Fry recounts his first 20 years with hilarity, touching humility and a dazzling insight into his younger self. From school to school, Fry tells his coming-of-age and the difficulties of being a budding homosexual, a teacher's cheeky nightmare, and terrible at 'games' (sports). When you admire and respect someone, I think it's always interesting to learn about their past - their prides and pitfalls, the things (books, people, music) that influenced them, and the kind of experiences that got them where they now are. Such is why the relatively normal childhood of Stephen Fry makes for such good reading - that, and the fact that he is an astute and sensitive storyteller; talented and full of wit.

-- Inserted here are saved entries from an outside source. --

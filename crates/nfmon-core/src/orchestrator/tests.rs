//! Orchestrator tests with an in-process launcher
//!
//! The mock launcher never binds a socket; each "collector" is a task that
//! waits on its token and counts the cancellation.

use super::*;
use crate::collector::{CollectorError, CollectorSettings, CollectorShared};
use crate::models::Component;
use crate::topology::StaticTopologySource;
use async_trait::async_trait;
use std::net::SocketAddr;
use std::sync::atomic::{AtomicUsize, Ordering};
use std::sync::Mutex;
use tempfile::TempDir;

#[derive(Default)]
struct MockLauncher {
    starts: AtomicUsize,
    cancels: Arc<AtomicUsize>,
    fail_ports: Mutex<HashSet<u16>>,
    launched: Mutex<Vec<CollectorSpec>>,
}

impl MockLauncher {
    fn fail_on(&self, port: u16) {
        self.fail_ports.lock().unwrap().insert(port);
    }

    fn clear_failures(&self) {
        self.fail_ports.lock().unwrap().clear();
    }

    fn starts(&self) -> usize {
        self.starts.load(Ordering::SeqCst)
    }

    fn cancels(&self) -> usize {
        self.cancels.load(Ordering::SeqCst)
    }

    fn launched(&self) -> Vec<CollectorSpec> {
        self.launched.lock().unwrap().clone()
    }
}

#[async_trait]
impl CollectorLauncher for MockLauncher {
    async fn launch(
        &self,
        spec: CollectorSpec,
        token: CancellationToken,
    ) -> Result<RunningCollector, CollectorError> {
        if self.fail_ports.lock().unwrap().contains(&spec.port) {
            return Err(CollectorError::Bind {
                port: spec.port,
                source: std::io::Error::new(std::io::ErrorKind::AddrInUse, "port in use"),
            });
        }

        self.starts.fetch_add(1, Ordering::SeqCst);
        self.launched.lock().unwrap().push(spec.clone());

        let cancels = self.cancels.clone();
        let wait = token.clone();
        let task = tokio::spawn(async move {
            wait.cancelled().await;
            cancels.fetch_add(1, Ordering::SeqCst);
        });

        let shared = Arc::new(CollectorShared::new(spec.clone(), CollectorSettings::default()));
        let addr: SocketAddr = ([127, 0, 0, 1], spec.port).into();
        Ok(RunningCollector::new(shared, addr, token, task))
    }
}

fn orchestrator_with(
    launcher: Arc<MockLauncher>,
    settings: OrchestratorSettings,
) -> (Arc<Orchestrator>, CancellationToken) {
    let root = CancellationToken::new();
    let orchestrator = Orchestrator::new(
        launcher,
        Arc::new(NameClassifier),
        settings,
        root.clone(),
        MonitorMetrics::new(),
        StructuredLogger::new("test"),
    );
    (Arc::new(orchestrator), root)
}

fn orchestrator(launcher: Arc<MockLauncher>) -> Arc<Orchestrator> {
    orchestrator_with(launcher, OrchestratorSettings::default()).0
}

fn topology(components: &[(&str, &str, bool)]) -> Arc<Topology> {
    Arc::new(Topology::from_components(components.iter().map(
        |(name, address, running)| Component::new(*name, "", *address, *running),
    )))
}

fn port_of(records: &[CollectorRecord], name: &str) -> u16 {
    records
        .iter()
        .find(|r| r.component_name == name)
        .map(|r| r.assigned_port)
        .unwrap()
}

#[tokio::test]
async fn test_reconcile_starts_one_collector_per_nf() {
    let launcher = Arc::new(MockLauncher::default());
    let orch = orchestrator(launcher.clone());

    let outcome = orch
        .reconcile(topology(&[
            ("amf", "10.0.0.1", true),
            ("smf", "10.0.0.2", true),
            ("nrf", "10.0.0.3", true),
            ("mongo", "10.0.0.4", true),
        ]))
        .await;

    assert_eq!(outcome.started, vec!["amf".to_string(), "smf".to_string()]);
    assert!(outcome.stopped.is_empty());
    assert_eq!(orch.collector_count().await, 2);

    let records = orch.records().await;
    assert_eq!(port_of(&records, "amf"), 9091);
    assert_eq!(port_of(&records, "smf"), 9092);
    assert_eq!(records[0].upstream_url, "http://10.0.0.1:9090/metrics");
}

#[tokio::test]
async fn test_reconcile_is_idempotent() {
    let launcher = Arc::new(MockLauncher::default());
    let orch = orchestrator(launcher.clone());
    let topo = topology(&[("amf", "10.0.0.1", true), ("upf", "10.0.0.9", true)]);

    orch.reconcile(topo.clone()).await;
    let second = orch.reconcile(topo).await;

    assert!(!second.changed());
    assert_eq!(launcher.starts(), 2);
    assert_eq!(launcher.cancels(), 0);
    assert_eq!(orch.collector_count().await, 2);
}

#[tokio::test]
async fn test_stopped_component_cancels_exactly_once() {
    let launcher = Arc::new(MockLauncher::default());
    let orch = orchestrator(launcher.clone());

    orch.reconcile(topology(&[("amf", "10.0.0.1", true), ("smf", "10.0.0.2", true)]))
        .await;

    let outcome = orch
        .reconcile(topology(&[("amf", "10.0.0.1", true), ("smf", "10.0.0.2", false)]))
        .await;
    assert_eq!(outcome.stopped, vec!["smf".to_string()]);
    assert_eq!(launcher.cancels(), 1);

    // gone entirely: nothing left to cancel
    orch.reconcile(topology(&[("amf", "10.0.0.1", true)])).await;
    assert_eq!(launcher.cancels(), 1);

    let outcome = orch
        .reconcile(topology(&[("amf", "10.0.0.1", true), ("smf", "10.0.0.2", true)]))
        .await;
    assert_eq!(outcome.started, vec!["smf".to_string()]);
    assert_eq!(launcher.starts(), 3);
    assert_eq!(orch.collector_count().await, 2);
}

#[tokio::test]
async fn test_amf_smf_flip() {
    let launcher = Arc::new(MockLauncher::default());
    let orch = orchestrator(launcher.clone());

    let first = orch
        .reconcile(topology(&[("amf", "10.0.0.1", true), ("smf", "10.0.0.2", false)]))
        .await;
    assert_eq!(first.started, vec!["amf".to_string()]);
    assert!(first.stopped.is_empty());
    assert_eq!(orch.collector_count().await, 1);
    assert_eq!(port_of(&orch.records().await, "amf"), 9091);

    let flipped = orch
        .reconcile(topology(&[("amf", "10.0.0.1", false), ("smf", "10.0.0.2", true)]))
        .await;
    assert_eq!(flipped.stopped, vec!["amf".to_string()]);
    assert_eq!(flipped.started, vec!["smf".to_string()]);
    assert_eq!(launcher.cancels(), 1);
    assert_eq!(launcher.starts(), 2);

    let records = orch.records().await;
    assert_eq!(records.len(), 1);
    assert_eq!(port_of(&records, "smf"), 9092);
}

#[tokio::test]
async fn test_port_assignment_skips_held_ports() {
    let launcher = Arc::new(MockLauncher::default());
    let orch = orchestrator(launcher.clone());

    orch.reconcile(topology(&[("amf-1", "10.0.0.1", true), ("amf-2", "10.0.0.2", true)]))
        .await;
    let records = orch.records().await;
    assert_eq!(port_of(&records, "amf-1"), 9091);
    assert_eq!(port_of(&records, "amf-2"), 9092);

    // smf's base port is held by amf-2
    orch.reconcile(topology(&[
        ("amf-1", "10.0.0.1", true),
        ("amf-2", "10.0.0.2", true),
        ("smf", "10.0.0.3", true),
    ]))
    .await;
    assert_eq!(port_of(&orch.records().await, "smf"), 9093);
    assert!(orch.validate().await.iter().all(|issue| !matches!(
        issue,
        ValidationIssue::PortConflict { .. }
    )));
}

#[tokio::test]
async fn test_freed_port_is_reused() {
    let launcher = Arc::new(MockLauncher::default());
    let orch = orchestrator(launcher.clone());

    orch.reconcile(topology(&[("amf", "10.0.0.1", true)])).await;
    orch.reconcile(topology(&[])).await;
    orch.reconcile(topology(&[("amf-new", "10.0.0.7", true)])).await;

    assert_eq!(port_of(&orch.records().await, "amf-new"), 9091);
}

#[tokio::test]
async fn test_failed_start_is_retried() {
    let launcher = Arc::new(MockLauncher::default());
    launcher.fail_on(9093);
    let orch = orchestrator(launcher.clone());
    let topo = topology(&[("pcf", "10.0.0.4", true), ("amf", "10.0.0.1", true)]);

    let first = orch.reconcile(topo.clone()).await;
    assert_eq!(first.started, vec!["amf".to_string()]);
    assert_eq!(first.failed, vec!["pcf".to_string()]);
    assert_eq!(orch.collector_count().await, 1);

    launcher.clear_failures();
    let second = orch.reconcile(topo).await;
    assert_eq!(second.started, vec!["pcf".to_string()]);
    assert!(second.failed.is_empty());
    assert_eq!(orch.collector_count().await, 2);
}

#[tokio::test]
async fn test_address_change_restarts_collector() {
    let launcher = Arc::new(MockLauncher::default());
    let orch = orchestrator(launcher.clone());

    orch.reconcile(topology(&[("upf", "10.0.0.9", true)])).await;
    let outcome = orch.reconcile(topology(&[("upf", "10.0.0.10", true)])).await;

    assert_eq!(outcome.stopped, vec!["upf".to_string()]);
    assert_eq!(outcome.started, vec!["upf".to_string()]);
    assert_eq!(launcher.cancels(), 1);

    let launched = launcher.launched();
    assert_eq!(launched.len(), 2);
    assert_eq!(launched[1].upstream_address, "10.0.0.10");
    assert_eq!(launched[1].port, 9094);
}

#[tokio::test]
async fn test_scrape_config_written_on_change() {
    let dir = TempDir::new().unwrap();
    let path = dir.path().join("targets.yml");
    let settings = OrchestratorSettings {
        scrape: ScrapeSettings {
            path: Some(path.clone()),
            ..Default::default()
        },
        ..Default::default()
    };
    let launcher = Arc::new(MockLauncher::default());
    let (orch, _root) = orchestrator_with(launcher, settings);

    orch.reconcile(topology(&[("amf", "10.0.0.1", true), ("smf", "10.0.0.2", true)]))
        .await;

    let yaml = tokio::fs::read_to_string(&path).await.unwrap();
    let doc: serde_yaml::Value = serde_yaml::from_str(&yaml).unwrap();
    let jobs: Vec<&str> = doc["scrape_configs"]
        .as_sequence()
        .unwrap()
        .iter()
        .map(|job| job["job_name"].as_str().unwrap())
        .collect();
    assert_eq!(
        jobs,
        vec!["amf-real", "smf-real", "container-metrics", "health-checks"]
    );
    assert_eq!(doc["global"]["external_labels"]["deployment_type"], "5G");

    orch.reconcile(topology(&[("amf", "10.0.0.1", true)])).await;
    let yaml = tokio::fs::read_to_string(&path).await.unwrap();
    assert!(!yaml.contains("smf-real"));
}

#[tokio::test]
async fn test_failed_scrape_config_write_is_retried() {
    let dir = TempDir::new().unwrap();
    // a plain file where the config directory should be
    let blocker = dir.path().join("prometheus");
    std::fs::write(&blocker, "").unwrap();
    let path = blocker.join("targets.yml");
    let settings = OrchestratorSettings {
        scrape: ScrapeSettings {
            path: Some(path.clone()),
            ..Default::default()
        },
        ..Default::default()
    };
    let launcher = Arc::new(MockLauncher::default());
    let (orch, _root) = orchestrator_with(launcher, settings);
    let topo = topology(&[("amf", "10.0.0.1", true)]);

    orch.reconcile(topo.clone()).await;
    assert!(!path.exists());

    std::fs::remove_file(&blocker).unwrap();
    let outcome = orch.reconcile(topo.clone()).await;
    assert!(!outcome.changed());
    let yaml = tokio::fs::read_to_string(&path).await.unwrap();
    assert!(yaml.contains("amf-real"));

    // written once more, then left alone
    std::fs::remove_file(&path).unwrap();
    orch.reconcile(topo).await;
    assert!(!path.exists());
}

#[tokio::test]
async fn test_validate_reports_missing_core_nfs() {
    let launcher = Arc::new(MockLauncher::default());
    let orch = orchestrator(launcher);

    assert!(orch.validate().await.is_empty());

    orch.reconcile(topology(&[("amf", "10.0.0.1", true), ("nrf", "10.0.0.3", true)]))
        .await;
    let issues = orch.validate().await;

    assert_eq!(
        issues,
        vec![
            ValidationIssue::MissingNf {
                nf_type: NfType::Smf
            },
            ValidationIssue::MissingNf {
                nf_type: NfType::Upf
            },
        ]
    );
}

#[tokio::test]
async fn test_validate_skips_missing_nfs_for_4g() {
    let launcher = Arc::new(MockLauncher::default());
    let orch = orchestrator(launcher);

    orch.reconcile(topology(&[("mme", "10.0.0.2", true), ("hss", "10.0.0.3", true)]))
        .await;

    assert!(orch.validate().await.is_empty());
    let status = orch.status().await;
    assert_eq!(status.deployment_type, DeploymentType::FourG);
    assert_eq!(status.total_collectors, 1);
    assert_eq!(status.components_total, 2);
}

#[tokio::test]
async fn test_status_lists_collector_urls() {
    let launcher = Arc::new(MockLauncher::default());
    let orch = orchestrator(launcher);

    orch.reconcile(topology(&[("amf", "10.0.0.1", true)])).await;
    let status = orch.status().await;

    assert_eq!(status.total_collectors, 1);
    // no fetch yet, so not healthy
    assert_eq!(status.degraded, 1);
    let info = &status.collectors[0];
    assert_eq!(info.metrics_url, "http://localhost:9091/metrics");
    assert_eq!(info.raw_url, "http://localhost:9091/debug/raw");

    let json = serde_json::to_value(&status).unwrap();
    assert_eq!(json["collectors"][0]["component_name"], "amf");
    assert_eq!(json["collectors"][0]["dashboard_url"], "http://localhost:9091/dashboard");
}

#[tokio::test]
async fn test_shutdown_cancels_everything() {
    let launcher = Arc::new(MockLauncher::default());
    let orch = orchestrator(launcher.clone());

    orch.reconcile(topology(&[
        ("amf", "10.0.0.1", true),
        ("smf", "10.0.0.2", true),
        ("upf", "10.0.0.3", true),
    ]))
    .await;
    orch.shutdown().await;

    assert_eq!(orch.collector_count().await, 0);
    assert_eq!(launcher.cancels(), 3);
}

#[tokio::test]
async fn test_root_cancel_reaches_collectors() {
    let launcher = Arc::new(MockLauncher::default());
    let (orch, root) = orchestrator_with(launcher.clone(), OrchestratorSettings::default());

    orch.reconcile(topology(&[("amf", "10.0.0.1", true)])).await;
    root.cancel();

    for _ in 0..50 {
        if launcher.cancels() == 1 {
            break;
        }
        tokio::time::sleep(Duration::from_millis(10)).await;
    }
    assert_eq!(launcher.cancels(), 1);
}

#[tokio::test]
async fn test_run_loop_publishes_and_reconciles() {
    let launcher = Arc::new(MockLauncher::default());
    let (orch, root) = orchestrator_with(launcher.clone(), OrchestratorSettings::default());
    let source = Arc::new(StaticTopologySource::new(Topology::from_components([
        Component::new("amf", "", "10.0.0.1", true),
    ])));
    let (tx, mut rx) = watch::channel(Arc::new(Topology::default()));
    let health = HealthRegistry::new();

    let task = tokio::spawn(orch.clone().run(
        source.clone(),
        Duration::from_millis(50),
        tx,
        health.clone(),
        root.child_token(),
    ));

    tokio::time::timeout(Duration::from_secs(2), rx.changed())
        .await
        .unwrap()
        .unwrap();
    assert!(rx.borrow().is_running("amf"));

    source.set(Topology::from_components([
        Component::new("amf", "", "10.0.0.1", true),
        Component::new("smf", "", "10.0.0.2", true),
    ]));
    for _ in 0..100 {
        if orch.collector_count().await == 2 {
            break;
        }
        tokio::time::sleep(Duration::from_millis(20)).await;
    }
    assert_eq!(orch.collector_count().await, 2);

    let report = health.health().await;
    assert_eq!(
        report.components[components::ORCHESTRATOR].status,
        ComponentStatus::Healthy
    );

    root.cancel();
    tokio::time::timeout(Duration::from_secs(2), task)
        .await
        .unwrap()
        .unwrap();
}

#[test]
fn test_assign_port_walks_upward() {
    let used: HashSet<u16> = [9093, 9094].into_iter().collect();
    assert_eq!(assign_port(NfType::Pcf, &used), 9095);
    assert_eq!(assign_port(NfType::Amf, &used), 9091);
}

I loved reading about his journey into language, his (painfully unrequited) first love, his discovery of lies, music, sex. It's interesting that despite his upper middle class upbringing, he has a well-rounded objective view of the system through which he grew up. He somehow manages to dispell your preconcieved 'English boys boarding school' stereotype, but replace it with an almost identical version in which something somewhere has shifted, and you're not sure what. Moab is my Washpot leaves you intrigued, too - it tells only up to his 20th year, and I am still left wondering how he got from there to today! I will be reading further memoirs of his, certainly.

I am also yet to read any of Fry's fiction. I'm interested to see how that differs from his memoirs and his essays. All I know is, his non-fiction is as rambunctious, rauchy, thrilling, hilarious and daring as any fiction I've ever read.